Building up and keeping a loyal clientele can be challenging for any company, especially when customers are free to choose from a variety of providers within a product category. Furthermore, retaining existing customers is generally more cost-effective than acquiring new ones.
For this reason, evaluating client retention is crucial for business. It is essential to not only measure the level of customer satisfaction but also to measure the number of clients that stop doing business with a company or service.
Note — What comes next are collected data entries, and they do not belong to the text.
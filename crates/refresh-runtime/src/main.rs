//! # Refresh Runtime Entry Point
//!
//! Startup sequence:
//!
//! 1. Initialize logging (env-filtered, default `info`)
//! 2. Load configuration from the environment
//! 3. Wire the runtime (hub, settings endpoint, broadcast service)
//! 4. Trigger a startup broadcast when configured
//! 5. One-shot mode: wait for that pass, report, exit
//! 6. Otherwise: broadcast on every SIGHUP, exit on Ctrl-C
//!
//! Broadcast outcomes never reach this layer; they are observable only in
//! the logs and the cumulative metrics.

use std::time::Duration;

use anyhow::Result;
use tracing::info;
use tracing_subscriber::{EnvFilter, FmtSubscriber};

use refresh_runtime::config::RuntimeConfig;
use refresh_runtime::RefreshRuntime;

#[tokio::main]
async fn main() -> Result<()> {
    // Initialize logging
    let subscriber = FmtSubscriber::builder()
        .with_env_filter(EnvFilter::try_from_default_env().unwrap_or_else(|_| EnvFilter::new("info")))
        .with_target(true)
        .finish();
    tracing::subscriber::set_global_default(subscriber)?;

    // Load configuration
    let runtime = RefreshRuntime::new(RuntimeConfig::from_env());
    info!(
        endpoints = runtime.hub().binding_count(),
        "refresh runtime wired"
    );

    if runtime.config().broadcast.broadcast_on_startup {
        info!("triggering startup broadcast");
        runtime.broadcast();
    }

    if runtime.config().broadcast.oneshot {
        wait_for_first_pass(&runtime).await;
        let metrics = runtime.metrics();
        info!(
            passes = metrics.passes_completed,
            aborted = metrics.passes_aborted,
            ok = metrics.sends_ok,
            failed = metrics.sends_failed,
            "one-shot run complete"
        );
        return Ok(());
    }

    run_signal_loop(&runtime).await?;

    info!("shutting down");
    Ok(())
}

/// Poll until the detached startup pass lands in the metrics.
///
/// The trigger is fire-and-forget by contract, so the only completion
/// signal available is the metrics counter itself.
async fn wait_for_first_pass(runtime: &RefreshRuntime) {
    let deadline = tokio::time::Instant::now() + Duration::from_secs(5);
    loop {
        let metrics = runtime.metrics();
        if metrics.passes_completed + metrics.passes_aborted > 0 {
            return;
        }
        if tokio::time::Instant::now() >= deadline {
            info!("startup pass still pending at exit");
            return;
        }
        tokio::time::sleep(Duration::from_millis(10)).await;
    }
}

/// Broadcast on every SIGHUP; return on Ctrl-C.
#[cfg(unix)]
async fn run_signal_loop(runtime: &RefreshRuntime) -> Result<()> {
    use tokio::signal::unix::{signal, SignalKind};

    let mut hangup = signal(SignalKind::hangup())?;
    info!("listening for SIGHUP, Ctrl-C to exit");

    loop {
        tokio::select! {
            _ = hangup.recv() => {
                info!("SIGHUP received, triggering broadcast");
                runtime.broadcast();
            }
            _ = tokio::signal::ctrl_c() => return Ok(()),
        }
    }
}

/// No SIGHUP off Unix: just wait for Ctrl-C.
#[cfg(not(unix))]
async fn run_signal_loop(_runtime: &RefreshRuntime) -> Result<()> {
    info!("Ctrl-C to exit");
    tokio::signal::ctrl_c().await?;
    Ok(())
}
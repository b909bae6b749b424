//! # Refresh Broadcast Service
//!
//! The orchestrator for one broadcast pass: enumerate every registered
//! service name, resolve each to a live handle, send the fixed refresh
//! transaction, and contain every per-service failure.
//!
//! ## Architecture
//!
//! Implements the synchronous pass behind the [`RefreshBroadcaster`]
//! inbound port (the fire-and-forget wrapper lives in
//! [`crate::scheduler`]). It depends on two outbound ports, implemented by
//! adapters in the runtime crate:
//!
//! - [`ServiceRegistry`]: name enumeration and live-handle resolution
//! - [`ControlTransport`]: one-way control-transaction delivery
//!
//! ## Failure Containment
//!
//! - Enumeration failure aborts the pass: logged once, nothing else runs
//! - A send failure is logged with its service name and the pass continues
//! - An absent name is skipped silently: no log, no send
//!
//! No failure propagates out of [`run_pass`](RefreshBroadcastService::run_pass).
//!
//! [`RefreshBroadcaster`]: crate::ports::inbound::RefreshBroadcaster

use std::sync::Arc;

use parking_lot::RwLock;
use tracing::{debug, warn};
use uuid::Uuid;

use crate::domain::{build_refresh_transaction, BroadcastMetrics, PassStats, TransactFlags};
use crate::ports::outbound::{ControlTransport, ServiceRegistry};

/// Refresh Broadcast Service.
///
/// Walks the registry snapshot strictly in enumeration order, sequentially,
/// with no intra-pass parallelism. Deterministic ordering keeps failure
/// attribution in the logs straightforward.
///
/// ## Thread Safety
///
/// The service is thread-safe and shared across worker threads via `Arc`.
/// Passes share no mutable state beyond the cumulative metrics counters.
pub struct RefreshBroadcastService<R, T>
where
    R: ServiceRegistry,
    T: ControlTransport,
{
    /// Registry adapter, queried fresh on every pass.
    registry: Arc<R>,
    /// Transport adapter for one-way control transactions.
    transport: Arc<T>,
    /// Cumulative counters across passes.
    metrics: RwLock<BroadcastMetrics>,
}

impl<R, T> RefreshBroadcastService<R, T>
where
    R: ServiceRegistry,
    T: ControlTransport,
{
    pub fn new(registry: Arc<R>, transport: Arc<T>) -> Self {
        Self {
            registry,
            transport,
            metrics: RwLock::new(BroadcastMetrics::default()),
        }
    }

    /// Run one full broadcast pass, synchronously.
    ///
    /// Every name in the snapshot is attempted exactly once regardless of
    /// prior outcomes; there is no early termination and no retry. Returns
    /// the pass counters for logging and tests. Never panics, never
    /// returns an error: the pass is advisory end to end.
    pub fn run_pass(&self) -> PassStats {
        let pass_id = Uuid::new_v4();

        let names = match self.registry.list_service_names() {
            Ok(names) => names,
            Err(e) => {
                warn!(pass = %pass_id, error = %e, "service enumeration failed, aborting pass");
                self.metrics.write().passes_aborted += 1;
                return PassStats::aborted(pass_id);
            }
        };

        let mut stats = PassStats::started(pass_id, names.len());

        for name in names {
            stats.attempted += 1;

            // Absent is a normal outcome: no log, no send.
            let Some(handle) = self.registry.check_service(&name) else {
                stats.skipped_absent += 1;
                continue;
            };

            let (code, payload) = build_refresh_transaction();

            match self
                .transport
                .transact(&handle, code, &payload, TransactFlags::ONE_WAY)
            {
                Ok(()) => stats.reached += 1,
                Err(e) => {
                    stats.failed += 1;
                    warn!(
                        pass = %pass_id,
                        service = %name,
                        error = %e,
                        "service did not take the refresh signal"
                    );
                }
            }
            // payload dropped here, on success and failure alike
        }

        {
            let mut metrics = self.metrics.write();
            metrics.passes_completed += 1;
            metrics.sends_ok += stats.reached as u64;
            metrics.sends_failed += stats.failed as u64;
        }

        debug!(
            pass = %pass_id,
            listed = stats.names_listed,
            reached = stats.reached,
            failed = stats.failed,
            skipped = stats.skipped_absent,
            "broadcast pass complete"
        );

        stats
    }

    /// Snapshot of the cumulative broadcast metrics.
    #[must_use]
    pub fn metrics(&self) -> BroadcastMetrics {
        self.metrics.read().clone()
    }
}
Customer Churn, also known as customer attrition, is the percentage of customers that stopped using a company’s service during a particular period. Keeping churn rates as low as possible is what every business pursuits, and understanding these metrics can assist companies to identify potential churners in time to prevent them from leaving the client base.
In this article, we will build churn prediction models based on a telecommunication company dataset.
About the data
The dataset was provided by the IBM Developer Platform and is available here. Some information, such as the company name and private client data, was kept anonymous for the sake of confidentiality and will not affect the model’s performance.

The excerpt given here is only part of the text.